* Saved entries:
════════════════

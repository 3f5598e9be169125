//! # tb-backend-file
//!
//! Local filesystem implementation of `KeyValueBackend`: one JSON file
//! per collection key under a root directory. This is the seat the
//! browser's local storage vacated: small payloads, rewritten whole.

use std::fs;
use std::io::ErrorKind;
use std::path::{Path, PathBuf};
use tb_core::error::{Result, StoreError};
use tb_core::traits::KeyValueBackend;
use tracing::debug;

pub struct FileBackend {
    /// Root directory for all collection files (e.g., "./data")
    root: PathBuf,
}

impl FileBackend {
    /// Opens the backend, creating the root directory if needed.
    pub fn open(root: impl Into<PathBuf>) -> Result<Self> {
        let root = root.into();
        fs::create_dir_all(&root)
            .map_err(|err| StoreError::StorageUnavailable(err.to_string()))?;
        debug!(root = %root.display(), "file backend ready");
        Ok(Self { root })
    }

    pub fn root(&self) -> &Path {
        &self.root
    }

    /// Maps a storage key to "<key>.json", squashing anything that is
    /// not a safe filename character so a key can never escape the
    /// root directory.
    fn path_for(&self, key: &str) -> PathBuf {
        let safe: String = key
            .chars()
            .map(|c| {
                if c.is_ascii_alphanumeric() || c == '-' || c == '_' {
                    c
                } else {
                    '-'
                }
            })
            .collect();
        self.root.join(format!("{safe}.json"))
    }
}

impl KeyValueBackend for FileBackend {
    fn get(&self, key: &str) -> Result<Option<String>> {
        match fs::read_to_string(self.path_for(key)) {
            Ok(payload) => Ok(Some(payload)),
            Err(err) if err.kind() == ErrorKind::NotFound => Ok(None),
            Err(err) => Err(StoreError::StorageUnavailable(err.to_string())),
        }
    }

    fn set(&self, key: &str, value: &str) -> Result<()> {
        fs::write(self.path_for(key), value)
            .map_err(|err| StoreError::StorageUnavailable(err.to_string()))
    }

    fn remove(&self, key: &str) -> Result<()> {
        match fs::remove_file(self.path_for(key)) {
            Ok(()) => Ok(()),
            Err(err) if err.kind() == ErrorKind::NotFound => Ok(()),
            Err(err) => Err(StoreError::StorageUnavailable(err.to_string())),
        }
    }
}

════════════════

* Required work: In your response, give all the records again with nothing altered.

* Task output:
repository 3f5598e9be169125
//! # tb-backend-file
//!
//! Local filesystem implementation of `KeyValueBackend`: one JSON file
//! per collection key under a root directory. This is the seat the
//! browser's local storage vacated: small payloads, rewritten whole.

use std::fs;
use std::io::ErrorKind;
use std::path::{Path, PathBuf};
use tb_core::error::{Result, StoreError};
use tb_core::traits::KeyValueBackend;
use tracing::debug;

pub struct FileBackend {
    /// Root directory for all collection files (e.g., "./data")
    root: PathBuf,
}

impl FileBackend {
    /// Opens the backend, creating the root directory if needed.
    pub fn open(root: impl Into<PathBuf>) -> Result<Self> {
        let root = root.into();
        fs::create_dir_all(&root)
            .map_err(|err| StoreError::StorageUnavailable(err.to_string()))?;
        debug!(root = %root.display(), "file backend ready");
        Ok(Self { root })
    }

    pub fn root(&self) -> &Path {
        &self.root
    }

    /// Maps a storage key to "<key>.json", squashing anything that is
    /// not a safe filename character so a key can never escape the
    /// root directory.
    fn path_for(&self, key: &str) -> PathBuf {
        let safe: String = key
            .chars()
            .map(|c| {
                if c.is_ascii_alphanumeric() || c == '-' || c == '_' {
                    c
                } else {
                    '-'
                }
            })
            .collect();
        self.root.join(format!("{safe}.json"))
    }
}

impl KeyValueBackend for FileBackend {
    fn get(&self, key: &str) -> Result<Option<String>> {
        match fs::read_to_string(self.path_for(key)) {
            Ok(payload) => Ok(Some(payload)),
            Err(err) if err.kind() == ErrorKind::NotFound => Ok(None),
            Err(err) => Err(StoreError::StorageUnavailable(err.to_string())),
        }
    }

    fn set(&self, key: &str, value: &str) -> Result<()> {
        fs::write(self.path_for(key), value)
            .map_err(|err| StoreError::StorageUnavailable(err.to_string()))
    }

    fn remove(&self, key: &str) -> Result<()> {
        match fs::remove_file(self.path_for(key)) {
            Ok(()) => Ok(()),
            Err(err) if err.kind() == ErrorKind::NotFound => Ok(()),
            Err(err) => Err(StoreError::StorageUnavailable(err.to_string())),
        }
    }
}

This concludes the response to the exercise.